# ASSIGNED TASK
The response must contain every line from the records below that has "match".

# EXERCISE MATERIALS
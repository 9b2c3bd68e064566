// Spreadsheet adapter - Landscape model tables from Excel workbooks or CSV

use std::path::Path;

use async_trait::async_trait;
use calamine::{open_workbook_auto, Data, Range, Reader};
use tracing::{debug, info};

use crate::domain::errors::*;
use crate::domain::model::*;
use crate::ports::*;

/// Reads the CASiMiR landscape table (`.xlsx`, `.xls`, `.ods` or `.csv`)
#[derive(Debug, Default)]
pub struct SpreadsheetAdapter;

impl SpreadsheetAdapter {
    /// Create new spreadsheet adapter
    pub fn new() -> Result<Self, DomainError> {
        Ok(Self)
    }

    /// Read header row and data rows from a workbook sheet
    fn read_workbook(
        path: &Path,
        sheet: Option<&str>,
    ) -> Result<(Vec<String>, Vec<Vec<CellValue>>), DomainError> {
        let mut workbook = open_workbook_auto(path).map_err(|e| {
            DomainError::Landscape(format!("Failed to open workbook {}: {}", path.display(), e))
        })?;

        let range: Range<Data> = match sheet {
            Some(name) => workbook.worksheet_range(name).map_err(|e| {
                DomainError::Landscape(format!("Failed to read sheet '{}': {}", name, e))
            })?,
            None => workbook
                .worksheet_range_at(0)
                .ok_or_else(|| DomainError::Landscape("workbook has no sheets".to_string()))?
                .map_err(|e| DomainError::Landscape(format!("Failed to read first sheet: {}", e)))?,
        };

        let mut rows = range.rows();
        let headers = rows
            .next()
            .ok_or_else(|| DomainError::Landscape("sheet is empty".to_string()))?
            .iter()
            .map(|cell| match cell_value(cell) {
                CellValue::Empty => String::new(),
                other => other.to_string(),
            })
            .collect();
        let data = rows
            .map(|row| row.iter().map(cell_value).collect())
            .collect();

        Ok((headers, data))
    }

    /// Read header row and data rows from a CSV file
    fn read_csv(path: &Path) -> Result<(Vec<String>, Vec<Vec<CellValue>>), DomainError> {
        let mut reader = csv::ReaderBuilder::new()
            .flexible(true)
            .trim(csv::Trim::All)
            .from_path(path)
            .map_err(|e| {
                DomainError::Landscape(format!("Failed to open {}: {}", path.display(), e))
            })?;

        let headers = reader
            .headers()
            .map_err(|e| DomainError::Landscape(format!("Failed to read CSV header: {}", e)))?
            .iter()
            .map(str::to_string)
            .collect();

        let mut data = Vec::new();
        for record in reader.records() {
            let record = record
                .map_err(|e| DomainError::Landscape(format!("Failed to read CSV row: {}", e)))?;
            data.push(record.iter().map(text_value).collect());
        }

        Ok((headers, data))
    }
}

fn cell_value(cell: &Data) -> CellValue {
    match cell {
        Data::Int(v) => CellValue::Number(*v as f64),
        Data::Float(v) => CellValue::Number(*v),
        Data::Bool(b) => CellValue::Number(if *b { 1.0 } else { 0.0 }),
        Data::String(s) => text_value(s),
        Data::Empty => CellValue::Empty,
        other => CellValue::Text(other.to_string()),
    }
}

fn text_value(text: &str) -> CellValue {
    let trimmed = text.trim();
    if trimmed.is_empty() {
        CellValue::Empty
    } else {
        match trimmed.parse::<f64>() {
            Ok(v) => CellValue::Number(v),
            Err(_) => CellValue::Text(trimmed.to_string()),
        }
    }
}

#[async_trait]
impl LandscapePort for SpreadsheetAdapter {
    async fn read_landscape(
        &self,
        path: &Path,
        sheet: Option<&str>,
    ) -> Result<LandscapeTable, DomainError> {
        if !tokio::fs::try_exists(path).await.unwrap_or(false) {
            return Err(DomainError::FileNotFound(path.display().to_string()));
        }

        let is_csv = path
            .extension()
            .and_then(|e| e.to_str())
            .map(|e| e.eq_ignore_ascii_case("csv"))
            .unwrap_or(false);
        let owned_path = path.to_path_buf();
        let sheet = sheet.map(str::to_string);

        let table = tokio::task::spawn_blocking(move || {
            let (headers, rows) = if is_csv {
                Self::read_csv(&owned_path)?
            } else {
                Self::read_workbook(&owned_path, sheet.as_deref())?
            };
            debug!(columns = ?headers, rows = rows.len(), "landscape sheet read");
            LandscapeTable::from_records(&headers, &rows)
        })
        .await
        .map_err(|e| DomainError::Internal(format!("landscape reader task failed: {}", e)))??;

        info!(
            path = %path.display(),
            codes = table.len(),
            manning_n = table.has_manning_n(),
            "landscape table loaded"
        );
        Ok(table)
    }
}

--

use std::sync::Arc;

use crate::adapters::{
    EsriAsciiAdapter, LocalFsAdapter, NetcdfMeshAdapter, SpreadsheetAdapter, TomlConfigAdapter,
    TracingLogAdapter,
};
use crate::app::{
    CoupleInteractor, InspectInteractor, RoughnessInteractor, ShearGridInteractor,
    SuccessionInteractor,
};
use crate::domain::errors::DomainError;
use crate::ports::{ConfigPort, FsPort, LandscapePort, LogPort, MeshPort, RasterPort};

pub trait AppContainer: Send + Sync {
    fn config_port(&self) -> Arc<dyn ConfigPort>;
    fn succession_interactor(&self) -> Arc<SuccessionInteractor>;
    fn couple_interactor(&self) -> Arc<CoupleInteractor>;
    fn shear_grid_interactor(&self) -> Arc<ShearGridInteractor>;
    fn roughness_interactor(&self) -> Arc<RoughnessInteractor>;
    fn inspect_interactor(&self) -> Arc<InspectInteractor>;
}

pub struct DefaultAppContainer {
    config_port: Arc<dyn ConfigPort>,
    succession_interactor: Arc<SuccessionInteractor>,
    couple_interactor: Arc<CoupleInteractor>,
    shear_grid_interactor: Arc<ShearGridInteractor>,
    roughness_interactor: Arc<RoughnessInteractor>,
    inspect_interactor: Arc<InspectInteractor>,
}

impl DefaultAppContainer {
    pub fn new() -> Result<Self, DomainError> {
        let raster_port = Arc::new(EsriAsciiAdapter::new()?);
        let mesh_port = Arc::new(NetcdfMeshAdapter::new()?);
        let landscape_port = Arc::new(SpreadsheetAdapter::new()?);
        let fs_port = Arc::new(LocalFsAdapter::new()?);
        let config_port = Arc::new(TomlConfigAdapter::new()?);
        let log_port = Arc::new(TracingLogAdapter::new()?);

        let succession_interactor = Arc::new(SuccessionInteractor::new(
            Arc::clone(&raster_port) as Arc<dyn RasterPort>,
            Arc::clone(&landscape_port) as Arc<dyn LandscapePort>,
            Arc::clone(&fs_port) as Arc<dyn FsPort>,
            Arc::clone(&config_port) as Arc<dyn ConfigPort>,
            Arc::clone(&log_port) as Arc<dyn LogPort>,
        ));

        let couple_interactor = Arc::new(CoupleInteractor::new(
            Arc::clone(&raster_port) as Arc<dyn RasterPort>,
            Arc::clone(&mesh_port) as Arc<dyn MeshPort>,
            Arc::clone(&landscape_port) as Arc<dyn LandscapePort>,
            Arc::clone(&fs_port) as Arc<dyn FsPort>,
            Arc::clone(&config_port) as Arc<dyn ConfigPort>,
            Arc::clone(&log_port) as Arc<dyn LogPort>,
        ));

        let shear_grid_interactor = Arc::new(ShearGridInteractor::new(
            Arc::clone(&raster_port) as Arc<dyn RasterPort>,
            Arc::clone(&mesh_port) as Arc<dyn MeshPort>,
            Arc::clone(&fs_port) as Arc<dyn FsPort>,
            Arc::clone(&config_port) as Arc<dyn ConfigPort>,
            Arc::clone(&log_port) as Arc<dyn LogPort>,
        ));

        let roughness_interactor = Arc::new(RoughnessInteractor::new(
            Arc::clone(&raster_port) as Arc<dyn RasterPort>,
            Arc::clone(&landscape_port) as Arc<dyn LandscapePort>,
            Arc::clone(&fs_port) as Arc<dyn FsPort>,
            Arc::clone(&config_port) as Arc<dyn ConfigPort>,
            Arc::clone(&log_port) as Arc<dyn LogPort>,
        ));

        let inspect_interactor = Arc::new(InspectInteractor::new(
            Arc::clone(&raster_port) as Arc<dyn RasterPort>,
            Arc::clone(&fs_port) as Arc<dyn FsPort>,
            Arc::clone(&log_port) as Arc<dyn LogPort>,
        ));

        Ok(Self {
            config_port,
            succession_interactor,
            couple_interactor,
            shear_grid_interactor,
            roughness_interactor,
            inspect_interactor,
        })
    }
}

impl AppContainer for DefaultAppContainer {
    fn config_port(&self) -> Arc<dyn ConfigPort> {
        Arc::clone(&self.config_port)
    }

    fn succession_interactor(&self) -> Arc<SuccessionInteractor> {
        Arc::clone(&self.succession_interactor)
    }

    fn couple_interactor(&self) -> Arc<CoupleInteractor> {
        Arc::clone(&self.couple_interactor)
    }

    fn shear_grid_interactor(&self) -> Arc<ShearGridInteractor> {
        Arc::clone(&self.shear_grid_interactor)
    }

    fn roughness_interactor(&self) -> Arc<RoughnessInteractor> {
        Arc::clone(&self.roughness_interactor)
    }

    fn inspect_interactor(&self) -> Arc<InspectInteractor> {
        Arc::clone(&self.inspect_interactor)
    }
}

---

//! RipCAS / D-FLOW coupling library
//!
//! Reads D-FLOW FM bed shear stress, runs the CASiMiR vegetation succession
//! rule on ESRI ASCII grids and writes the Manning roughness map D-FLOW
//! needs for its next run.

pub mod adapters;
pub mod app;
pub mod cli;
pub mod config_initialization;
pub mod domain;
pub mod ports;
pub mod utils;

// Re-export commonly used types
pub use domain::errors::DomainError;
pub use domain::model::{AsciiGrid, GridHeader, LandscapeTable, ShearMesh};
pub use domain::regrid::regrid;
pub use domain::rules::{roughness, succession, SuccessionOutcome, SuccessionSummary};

# SOLVED EXERCISE
        let range: Range<Data> = match sheet {
            .map(|cell| match cell_value(cell) {
    match cell {
        match trimmed.parse::<f64>() {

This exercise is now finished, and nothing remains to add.